Twenty NEN patients were included in this study. Initially, a low activity [¹⁸F]FDG PET was performed (0.5 ± 0.01 MBq/kg; PET scan 60 min p.i.). After 4.2 ± 0.09 h after completion of the [¹⁸F]FDG PET, a standard activity of [¹⁸F]SiFAlin-TATE was administered (3.0 MBq/kg; PET scan 90 min p.i.). To ensure the quantification accuracy of the second scan, we evaluated the potential impact of residual [¹⁸F]FDG activity by segmenting organs with minimal physiological SSTR-tracer uptake, such as the brain and myocardium, and assessing the activity concentrations (ACTs) of tumor lesions. Residual tumor lesion ACTs of [¹⁸F]FDG were calculated by factoring fluorine-18 decay, identifying a maximum residual ACT of 15% (R15%).

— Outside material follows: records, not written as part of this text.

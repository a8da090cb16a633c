// SPDX-License-Identifier: Apache-2.0
// © James Ross Ω FLYING•ROBOTS <https://github.com/flyingrobots>
//! Identity, type matching, and per-field policy.
//!
//! The writer treats [`CachePolicy`] as a black box. [`TypePolicies`] is the
//! stock implementation: `<Typename>:<id>` identities by default, explicit key
//! fields or custom key functions per type, root types mapped to the
//! well-known root ids, and a subtype table for fragment matching.

use std::collections::{BTreeMap, BTreeSet, HashMap, VecDeque};
use std::fmt;
use std::sync::Arc;

use serde::{Deserialize, Serialize};
use serde_json::{Map, Value};

use crate::error::PolicyError;
use crate::selection::{store_key_name, typename_from_result, Field, FragmentMap, SelectionSet, Variables};
use crate::value::{StoreObject, StoreValue};

/// Root id for query results.
pub const ROOT_QUERY: &str = "ROOT_QUERY";
/// Root id for mutation results.
pub const ROOT_MUTATION: &str = "ROOT_MUTATION";
/// Root id for subscription results.
pub const ROOT_SUBSCRIPTION: &str = "ROOT_SUBSCRIPTION";

const ROOTS: [(&str, &str); 3] = [
    (ROOT_QUERY, "Query"),
    (ROOT_MUTATION, "Mutation"),
    (ROOT_SUBSCRIPTION, "Subscription"),
];

/// Outcome of identifying a result object.
#[derive(Clone, Debug, Default, PartialEq)]
pub struct Identity {
    /// Stable entity id, or `None` for inline objects.
    pub id: Option<String>,
    /// Fields the id was computed from, written even when unrequested.
    pub key_fields: Option<StoreObject>,
}

/// Information handed to a custom merge function.
#[derive(Clone, Copy, Debug)]
pub struct MergeContext<'a> {
    /// Schema field name.
    pub field_name: &'a str,
    /// Key the value is stored under.
    pub store_field_name: &'a str,
    /// Type of the object owning the field.
    pub typename: Option<&'a str>,
    /// Field arguments with variables substituted.
    pub arguments: Option<&'a Map<String, Value>>,
    /// Variables of the current write.
    pub variables: &'a Variables,
}

/// Custom per-field merge: `(existing, incoming, context) -> stored`.
pub type MergeFn =
    Arc<dyn Fn(Option<&StoreValue>, StoreValue, &MergeContext<'_>) -> StoreValue + Send + Sync>;

/// Custom identity function: `(object, typename) -> id`.
pub type KeyFn =
    Arc<dyn Fn(&Map<String, Value>, Option<&str>) -> Result<Option<String>, PolicyError> + Send + Sync>;

/// Injected identity and type-matching capability.
pub trait CachePolicy: Send + Sync {
    /// Derive the identity of `object`. Must be deterministic.
    fn identify(
        &self,
        object: &Map<String, Value>,
        selection_set: &SelectionSet,
        fragments: &FragmentMap<'_>,
    ) -> Result<Identity, PolicyError>;

    /// Canonical typename for a well-known root id.
    fn root_typename(&self, id: &str) -> Option<&str>;

    /// Does a fragment with `type_condition` apply to an object of `typename`?
    fn fragment_matches(&self, type_condition: Option<&str>, typename: Option<&str>) -> bool;

    /// Custom merge function registered for a field.
    fn merge_function(&self, typename: Option<&str>, field_name: &str) -> Option<MergeFn>;

    /// Returns `true` if a custom merge function is registered for a field.
    fn has_merge_function(&self, typename: Option<&str>, field_name: &str) -> bool {
        self.merge_function(typename, field_name).is_some()
    }

    /// Storage key for `field` on an object of `typename`.
    fn store_field_name(&self, typename: Option<&str>, field: &Field, variables: &Variables) -> String;

    /// Whether absent selected fields are an error.
    fn strict_completeness(&self) -> bool;
}

/// How a type derives its identity.
#[derive(Clone, Default)]
pub enum KeyFields {
    /// `<Typename>:<id>` using `id` or `_id`.
    #[default]
    Default,
    /// `<Typename>:<json of the listed fields>`.
    Fields(Vec<String>),
    /// Never identified; always stored inline.
    Inline,
    /// User-supplied function.
    Custom(KeyFn),
}

impl fmt::Debug for KeyFields {
    fn fmt(&self, f: &mut fmt::Formatter<'_>) -> fmt::Result {
        match self {
            Self::Default => f.write_str("Default"),
            Self::Fields(fields) => f.debug_tuple("Fields").field(fields).finish(),
            Self::Inline => f.write_str("Inline"),
            Self::Custom(_) => f.write_str("Custom(..)"),
        }
    }
}

/// Per-field configuration.
#[derive(Clone, Default)]
pub struct FieldPolicy {
    /// Arguments that participate in the store field key; `None` keeps all.
    pub key_args: Option<Vec<String>>,
    /// Custom merge function.
    pub merge: Option<MergeFn>,
}

impl fmt::Debug for FieldPolicy {
    fn fmt(&self, f: &mut fmt::Formatter<'_>) -> fmt::Result {
        f.debug_struct("FieldPolicy")
            .field("key_args", &self.key_args)
            .field("merge", &self.merge.as_ref().map(|_| ".."))
            .finish()
    }
}

/// Per-type configuration.
#[derive(Clone, Debug, Default)]
pub struct TypePolicy {
    /// Identity rule.
    pub key_fields: KeyFields,
    /// Field policies by field name.
    pub fields: HashMap<String, FieldPolicy>,
}

/// Declarative, serializable subset of [`TypePolicies`].
#[derive(Clone, Debug, Default, PartialEq, Eq, Serialize, Deserialize)]
#[serde(default)]
pub struct PolicyConfig {
    /// Key field lists by typename.
    pub key_fields: BTreeMap<String, Vec<String>>,
    /// Types that are never identified.
    pub inline_types: Vec<String>,
    /// Supertype to direct subtypes.
    pub possible_types: BTreeMap<String, Vec<String>>,
    /// `Type.field` to the arguments kept in its store key.
    pub key_args: BTreeMap<String, Vec<String>>,
    /// Fail writes with missing fields.
    pub strict: bool,
}

/// Stock [`CachePolicy`].
#[derive(Clone, Debug, Default)]
pub struct TypePolicies {
    types: HashMap<String, TypePolicy>,
    subtypes: HashMap<String, BTreeSet<String>>,
    strict: bool,
    data_id_from_object: Option<KeyFnDebug>,
}

#[derive(Clone)]
struct KeyFnDebug(KeyFn);

impl fmt::Debug for KeyFnDebug {
    fn fmt(&self, f: &mut fmt::Formatter<'_>) -> fmt::Result {
        f.write_str("KeyFn(..)")
    }
}

impl TypePolicies {
    /// Policies with default identity for every type.
    pub fn new() -> Self {
        Self::default()
    }

    /// Build from a declarative config.
    pub fn from_config(config: &PolicyConfig) -> Self {
        let mut policies = Self::new().strict(config.strict);
        for (typename, fields) in &config.key_fields {
            policies = policies.key_fields(typename, fields.iter().map(String::as_str));
        }
        for typename in &config.inline_types {
            policies = policies.inline(typename);
        }
        for (supertype, subtypes) in &config.possible_types {
            policies = policies.possible_types(supertype, subtypes.iter().map(String::as_str));
        }
        for (coordinate, args) in &config.key_args {
            if let Some((typename, field)) = coordinate.split_once('.') {
                policies = policies.key_args(typename, field, args.iter().map(String::as_str));
            }
        }
        policies
    }

    /// Identify `typename` by the listed fields.
    pub fn key_fields<'a>(mut self, typename: &str, fields: impl IntoIterator<Item = &'a str>) -> Self {
        self.type_mut(typename).key_fields =
            KeyFields::Fields(fields.into_iter().map(str::to_owned).collect());
        self
    }

    /// Never identify `typename`.
    pub fn inline(mut self, typename: &str) -> Self {
        self.type_mut(typename).key_fields = KeyFields::Inline;
        self
    }

    /// Identify `typename` with a custom function.
    pub fn key_fn(mut self, typename: &str, key_fn: KeyFn) -> Self {
        self.type_mut(typename).key_fields = KeyFields::Custom(key_fn);
        self
    }

    /// Replace the default `<Typename>:<id>` rule for types without a policy.
    pub fn data_id_from_object(mut self, key_fn: KeyFn) -> Self {
        self.data_id_from_object = Some(KeyFnDebug(key_fn));
        self
    }

    /// Register direct subtypes of `supertype`. Implies strict completeness.
    pub fn possible_types<'a>(mut self, supertype: &str, subtypes: impl IntoIterator<Item = &'a str>) -> Self {
        let entry = self.subtypes.entry(supertype.to_owned()).or_default();
        entry.extend(subtypes.into_iter().map(str::to_owned));
        self.strict = true;
        self
    }

    /// Restrict the arguments that enter `typename.field`'s store key.
    pub fn key_args<'a>(mut self, typename: &str, field: &str, args: impl IntoIterator<Item = &'a str>) -> Self {
        self.field_mut(typename, field).key_args = Some(args.into_iter().map(str::to_owned).collect());
        self
    }

    /// Register a custom merge function for `typename.field`.
    pub fn merge_field(mut self, typename: &str, field: &str, merge: MergeFn) -> Self {
        self.field_mut(typename, field).merge = Some(merge);
        self
    }

    /// Toggle strict completeness.
    pub fn strict(mut self, strict: bool) -> Self {
        self.strict = strict;
        self
    }

    fn type_mut(&mut self, typename: &str) -> &mut TypePolicy {
        self.types.entry(typename.to_owned()).or_default()
    }

    fn field_mut(&mut self, typename: &str, field: &str) -> &mut FieldPolicy {
        self.type_mut(typename).fields.entry(field.to_owned()).or_default()
    }

    fn field_policy(&self, typename: Option<&str>, field_name: &str) -> Option<&FieldPolicy> {
        self.types.get(typename?)?.fields.get(field_name)
    }

    fn is_subtype(&self, supertype: &str, typename: &str) -> bool {
        let mut seen: BTreeSet<&str> = BTreeSet::new();
        let mut pending: VecDeque<&str> = VecDeque::from([supertype]);
        while let Some(current) = pending.pop_front() {
            if current == typename {
                return true;
            }
            if !seen.insert(current) {
                continue;
            }
            if let Some(subs) = self.subtypes.get(current) {
                pending.extend(subs.iter().map(String::as_str));
            }
        }
        false
    }
}

impl CachePolicy for TypePolicies {
    fn identify(
        &self,
        object: &Map<String, Value>,
        selection_set: &SelectionSet,
        fragments: &FragmentMap<'_>,
    ) -> Result<Identity, PolicyError> {
        let typename = typename_from_result(object, selection_set, fragments);
        if let Some(root) = typename.and_then(root_id_for_typename) {
            return Ok(Identity {
                id: Some(root.to_owned()),
                key_fields: None,
            });
        }

        let rule = typename
            .and_then(|t| self.types.get(t))
            .map(|p| &p.key_fields);
        match rule {
            Some(KeyFields::Fields(fields)) => {
                let typename = typename.unwrap_or_default();
                let mut key_json = Map::new();
                let mut key_fields = StoreObject::new();
                for field in fields {
                    let value = object.get(field).ok_or_else(|| PolicyError::MissingKeyField {
                        typename: typename.to_owned(),
                        field: field.clone(),
                    })?;
                    key_json.insert(field.clone(), value.clone());
                    key_fields.insert(field.clone(), StoreValue::from_json(value));
                }
                Ok(Identity {
                    id: Some(format!("{typename}:{}", Value::Object(key_json))),
                    key_fields: Some(key_fields),
                })
            }
            Some(KeyFields::Inline) => Ok(Identity::default()),
            Some(KeyFields::Custom(key_fn)) => Ok(Identity {
                id: key_fn(object, typename)?,
                key_fields: None,
            }),
            Some(KeyFields::Default) | None => match &self.data_id_from_object {
                Some(KeyFnDebug(key_fn)) => Ok(Identity {
                    id: key_fn(object, typename)?,
                    key_fields: None,
                }),
                None => {
                    let id = default_data_id(object, typename);
                    let key_fields = id.as_ref().and_then(|_| default_key_field(object));
                    Ok(Identity { id, key_fields })
                }
            },
        }
    }

    fn root_typename(&self, id: &str) -> Option<&str> {
        ROOTS.iter().find(|(root, _)| *root == id).map(|(_, t)| *t)
    }

    fn fragment_matches(&self, type_condition: Option<&str>, typename: Option<&str>) -> bool {
        let Some(condition) = type_condition else {
            return true;
        };
        let Some(typename) = typename else {
            return false;
        };
        condition == typename || self.is_subtype(condition, typename)
    }

    fn merge_function(&self, typename: Option<&str>, field_name: &str) -> Option<MergeFn> {
        self.field_policy(typename, field_name)
            .and_then(|p| p.merge.clone())
    }

    fn store_field_name(&self, typename: Option<&str>, field: &Field, variables: &Variables) -> String {
        let mut args = field.resolved_arguments(variables);
        if let (Some(keep), Some(all)) = (
            self.field_policy(typename, &field.name).and_then(|p| p.key_args.as_ref()),
            args.as_mut(),
        ) {
            all.retain(|name, _| keep.contains(name));
        }
        store_key_name(&field.name, args.as_ref(), &field.directives, variables)
    }

    fn strict_completeness(&self) -> bool {
        self.strict
    }
}

fn root_id_for_typename(typename: &str) -> Option<&'static str> {
    ROOTS.iter().find(|(_, t)| *t == typename).map(|(root, _)| *root)
}

/// `<Typename>:<id>` from `id` (or `_id`). Strings and numbers render bare.
pub fn default_data_id(object: &Map<String, Value>, typename: Option<&str>) -> Option<String> {
    let typename = typename?;
    let id = object.get("id").or_else(|| object.get("_id"))?;
    match id {
        Value::Null => None,
        Value::String(s) => Some(format!("{typename}:{s}")),
        Value::Number(n) => Some(format!("{typename}:{n}")),
        other => Some(format!("{typename}:{other}")),
    }
}

/// The `id` (or `_id`) field the default identity was derived from.
fn default_key_field(object: &Map<String, Value>) -> Option<StoreObject> {
    let (name, value) = ["id", "_id"]
        .into_iter()
        .find_map(|name| object.get(name).map(|value| (name, value)))?;
    let mut key = StoreObject::new();
    key.insert(name.to_owned(), StoreValue::from_json(value));
    Some(key)
}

To account for increased [¹⁸F]FDG trapping over time, higher residual ACTs of 20% (R20%) were considered. These simulated [¹⁸F]FDG ACTs were compared with those measured in the second PET scan with [¹⁸F]SiFAlin-TATE. The influence of the dual-tracer PET/CT results on therapeutic strategies was evaluated.

Results

[¹⁸F]FDG cerebral uptake significantly decreased in the subsequent SSTR-PET (mean uptake [¹⁸F]FDG: SUV_mean 6.0 ± 0.4; mean uptake in [¹⁸F]SiFAlin-TATE PET: SUV_mean 0.2 ± 0.01; p < 0.0001); with similar results recorded for the myocardium. Simulated residual [¹⁸F]FDG ACTs represented only a minimal percentage of ACTs measured in the tumor lesions from the second PET scan (R15%: mean 5.2 ± 0.9% and R20%: mean 6.8 ± 1.2%), indicating only minimal residual activity of [¹⁸F]FDG that might interfere with the second PET scan using [¹⁸F]SiFAlin-TATE and preserved semi-quantification of the latter. Dual-tracer PET/CT findings directly influenced changes in therapy plans in eleven (55%) of the examined patients.

Conclusion

LAFOV PET scanners enable a one-day dual-tracer protocol, providing diagnostic image quality while preserving the semi-quantification of two ¹⁸F-labeled radiotracers, potentially simplifying the assessment of tumor biology and improving the clinical patient management while reducing logistical challenges. Additionally, low-activity PET imaging facilitates one-day dual-tracer PET examinations.